● **Task to carry out**
Pick every line out of the entries below that has the string "ChatEntry", and copy it.

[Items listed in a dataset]
————

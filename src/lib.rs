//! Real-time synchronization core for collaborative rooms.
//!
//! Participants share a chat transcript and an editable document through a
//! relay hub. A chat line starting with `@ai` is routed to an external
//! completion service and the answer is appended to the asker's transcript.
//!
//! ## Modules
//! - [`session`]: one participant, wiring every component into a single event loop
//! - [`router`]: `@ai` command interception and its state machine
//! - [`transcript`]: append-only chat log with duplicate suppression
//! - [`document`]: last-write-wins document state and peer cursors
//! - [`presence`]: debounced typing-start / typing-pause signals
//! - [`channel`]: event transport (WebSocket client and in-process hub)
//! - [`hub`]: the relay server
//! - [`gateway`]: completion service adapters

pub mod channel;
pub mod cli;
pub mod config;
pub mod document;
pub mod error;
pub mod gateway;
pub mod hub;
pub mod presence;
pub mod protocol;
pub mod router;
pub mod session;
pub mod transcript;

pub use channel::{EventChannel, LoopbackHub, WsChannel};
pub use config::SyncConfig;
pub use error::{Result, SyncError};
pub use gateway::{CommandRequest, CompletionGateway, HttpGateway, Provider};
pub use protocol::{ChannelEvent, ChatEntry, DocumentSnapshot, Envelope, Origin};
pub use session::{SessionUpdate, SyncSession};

————

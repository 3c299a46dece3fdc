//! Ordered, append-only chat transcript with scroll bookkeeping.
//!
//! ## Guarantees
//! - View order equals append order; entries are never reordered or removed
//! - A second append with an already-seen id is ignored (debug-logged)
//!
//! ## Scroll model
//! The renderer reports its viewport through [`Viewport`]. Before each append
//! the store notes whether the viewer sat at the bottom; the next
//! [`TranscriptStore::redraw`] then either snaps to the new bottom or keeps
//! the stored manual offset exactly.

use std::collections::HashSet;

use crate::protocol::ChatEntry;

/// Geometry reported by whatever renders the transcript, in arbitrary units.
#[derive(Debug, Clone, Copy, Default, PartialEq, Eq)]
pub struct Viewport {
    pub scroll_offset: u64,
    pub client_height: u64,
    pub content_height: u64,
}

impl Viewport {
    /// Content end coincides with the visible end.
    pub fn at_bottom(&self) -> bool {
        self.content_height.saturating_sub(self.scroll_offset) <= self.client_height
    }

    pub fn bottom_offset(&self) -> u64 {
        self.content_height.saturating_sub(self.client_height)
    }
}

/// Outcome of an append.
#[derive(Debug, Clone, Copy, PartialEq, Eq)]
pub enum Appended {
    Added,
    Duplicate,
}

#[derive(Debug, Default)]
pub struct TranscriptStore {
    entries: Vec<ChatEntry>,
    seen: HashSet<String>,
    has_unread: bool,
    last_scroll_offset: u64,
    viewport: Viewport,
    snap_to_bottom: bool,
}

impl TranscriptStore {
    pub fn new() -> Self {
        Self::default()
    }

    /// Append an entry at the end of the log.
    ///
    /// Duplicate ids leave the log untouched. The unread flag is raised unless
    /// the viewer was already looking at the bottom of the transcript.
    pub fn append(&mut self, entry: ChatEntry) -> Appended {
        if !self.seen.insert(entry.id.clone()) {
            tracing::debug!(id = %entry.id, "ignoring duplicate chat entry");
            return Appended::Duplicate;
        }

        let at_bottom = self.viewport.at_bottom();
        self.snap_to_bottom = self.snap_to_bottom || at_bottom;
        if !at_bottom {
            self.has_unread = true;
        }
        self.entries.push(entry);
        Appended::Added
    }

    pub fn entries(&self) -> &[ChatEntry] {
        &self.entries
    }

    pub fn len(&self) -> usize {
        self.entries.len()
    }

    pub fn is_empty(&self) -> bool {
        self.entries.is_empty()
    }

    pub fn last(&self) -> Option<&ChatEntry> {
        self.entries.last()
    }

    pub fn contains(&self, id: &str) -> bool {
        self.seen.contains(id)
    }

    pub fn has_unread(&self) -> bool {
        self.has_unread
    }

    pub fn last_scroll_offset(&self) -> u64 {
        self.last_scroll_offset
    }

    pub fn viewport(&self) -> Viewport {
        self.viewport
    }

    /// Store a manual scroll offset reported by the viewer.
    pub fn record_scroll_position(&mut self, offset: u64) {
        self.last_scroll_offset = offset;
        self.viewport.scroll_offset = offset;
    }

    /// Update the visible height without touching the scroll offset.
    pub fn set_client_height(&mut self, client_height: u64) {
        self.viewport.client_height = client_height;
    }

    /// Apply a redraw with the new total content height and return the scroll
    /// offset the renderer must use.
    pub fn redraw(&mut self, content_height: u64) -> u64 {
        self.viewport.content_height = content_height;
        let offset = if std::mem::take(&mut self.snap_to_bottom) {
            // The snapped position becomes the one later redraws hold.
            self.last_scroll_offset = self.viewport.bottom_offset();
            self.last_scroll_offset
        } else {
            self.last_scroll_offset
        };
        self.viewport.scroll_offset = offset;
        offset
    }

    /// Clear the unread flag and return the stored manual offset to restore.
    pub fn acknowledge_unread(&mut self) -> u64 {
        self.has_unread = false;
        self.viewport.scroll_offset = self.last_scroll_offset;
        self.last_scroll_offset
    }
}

————

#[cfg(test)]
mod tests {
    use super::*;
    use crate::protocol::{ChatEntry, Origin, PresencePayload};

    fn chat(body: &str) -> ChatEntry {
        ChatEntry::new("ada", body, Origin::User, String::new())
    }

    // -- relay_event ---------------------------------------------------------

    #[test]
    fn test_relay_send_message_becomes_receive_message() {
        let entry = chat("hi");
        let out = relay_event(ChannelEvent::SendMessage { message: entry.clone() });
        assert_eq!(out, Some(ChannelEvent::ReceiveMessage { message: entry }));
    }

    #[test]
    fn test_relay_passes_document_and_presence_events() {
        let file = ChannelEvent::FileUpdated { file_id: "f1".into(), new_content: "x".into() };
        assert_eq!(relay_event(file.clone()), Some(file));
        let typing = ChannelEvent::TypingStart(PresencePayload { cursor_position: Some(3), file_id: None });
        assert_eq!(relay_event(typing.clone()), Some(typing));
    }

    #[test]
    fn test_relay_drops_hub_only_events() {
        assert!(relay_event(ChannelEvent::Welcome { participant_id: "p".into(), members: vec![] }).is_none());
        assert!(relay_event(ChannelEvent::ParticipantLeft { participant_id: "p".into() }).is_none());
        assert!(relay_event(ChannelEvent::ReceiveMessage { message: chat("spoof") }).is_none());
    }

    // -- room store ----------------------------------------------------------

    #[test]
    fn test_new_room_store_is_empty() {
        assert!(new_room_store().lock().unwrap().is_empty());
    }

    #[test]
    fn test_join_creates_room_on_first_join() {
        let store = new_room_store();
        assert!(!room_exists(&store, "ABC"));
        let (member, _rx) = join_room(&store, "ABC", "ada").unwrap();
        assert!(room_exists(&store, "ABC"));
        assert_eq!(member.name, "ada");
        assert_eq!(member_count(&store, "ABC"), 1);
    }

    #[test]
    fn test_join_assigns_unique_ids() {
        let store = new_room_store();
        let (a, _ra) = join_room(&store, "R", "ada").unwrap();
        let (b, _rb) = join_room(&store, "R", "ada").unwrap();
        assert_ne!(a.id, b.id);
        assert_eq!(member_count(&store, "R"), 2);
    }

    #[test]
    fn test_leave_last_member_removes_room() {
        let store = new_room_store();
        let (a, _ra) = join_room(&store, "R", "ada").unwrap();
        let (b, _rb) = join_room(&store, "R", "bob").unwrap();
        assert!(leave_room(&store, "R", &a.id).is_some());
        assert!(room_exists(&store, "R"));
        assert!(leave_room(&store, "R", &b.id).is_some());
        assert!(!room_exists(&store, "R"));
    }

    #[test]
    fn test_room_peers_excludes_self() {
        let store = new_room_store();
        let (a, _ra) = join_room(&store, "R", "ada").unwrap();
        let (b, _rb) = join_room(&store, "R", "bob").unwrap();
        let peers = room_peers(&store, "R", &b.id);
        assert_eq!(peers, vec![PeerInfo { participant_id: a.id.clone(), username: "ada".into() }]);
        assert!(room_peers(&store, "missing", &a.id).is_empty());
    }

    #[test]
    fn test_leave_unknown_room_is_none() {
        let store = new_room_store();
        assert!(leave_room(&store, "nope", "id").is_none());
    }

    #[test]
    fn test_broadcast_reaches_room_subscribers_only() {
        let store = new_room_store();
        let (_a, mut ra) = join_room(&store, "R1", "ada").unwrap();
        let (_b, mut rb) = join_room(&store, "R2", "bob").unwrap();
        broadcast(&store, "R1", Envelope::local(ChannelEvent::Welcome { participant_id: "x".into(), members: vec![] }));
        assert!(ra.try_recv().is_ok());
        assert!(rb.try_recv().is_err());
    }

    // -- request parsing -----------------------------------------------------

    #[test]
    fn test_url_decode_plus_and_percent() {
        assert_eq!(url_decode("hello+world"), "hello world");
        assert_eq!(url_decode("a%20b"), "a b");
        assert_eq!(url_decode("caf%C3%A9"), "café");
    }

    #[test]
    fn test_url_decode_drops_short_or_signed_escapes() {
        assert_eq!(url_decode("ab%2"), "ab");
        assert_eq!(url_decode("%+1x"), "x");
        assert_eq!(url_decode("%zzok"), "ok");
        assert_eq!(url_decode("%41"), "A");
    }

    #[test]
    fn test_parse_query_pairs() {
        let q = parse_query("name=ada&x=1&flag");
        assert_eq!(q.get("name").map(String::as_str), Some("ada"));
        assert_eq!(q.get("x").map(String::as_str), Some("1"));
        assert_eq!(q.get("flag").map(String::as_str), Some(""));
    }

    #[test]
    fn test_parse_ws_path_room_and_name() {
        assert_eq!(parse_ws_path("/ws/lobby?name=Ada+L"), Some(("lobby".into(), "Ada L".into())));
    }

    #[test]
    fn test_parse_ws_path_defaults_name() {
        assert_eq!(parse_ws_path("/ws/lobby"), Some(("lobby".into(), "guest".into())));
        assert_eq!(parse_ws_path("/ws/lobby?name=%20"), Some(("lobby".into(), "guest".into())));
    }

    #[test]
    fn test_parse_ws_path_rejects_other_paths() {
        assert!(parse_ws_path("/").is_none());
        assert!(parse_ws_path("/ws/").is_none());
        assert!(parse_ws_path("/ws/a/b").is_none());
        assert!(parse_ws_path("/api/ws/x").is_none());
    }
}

————

● **Response to the exercise**
pub use protocol::{ChannelEvent, ChatEntry, DocumentSnapshot, Envelope, Origin};
use crate::protocol::ChatEntry;
    entries: Vec<ChatEntry>,
    pub fn append(&mut self, entry: ChatEntry) -> Appended {
    pub fn entries(&self) -> &[ChatEntry] {
    pub fn last(&self) -> Option<&ChatEntry> {
    use crate::protocol::{ChatEntry, Origin, PresencePayload};
    fn chat(body: &str) -> ChatEntry {
        ChatEntry::new("ada", body, Origin::User, String::new())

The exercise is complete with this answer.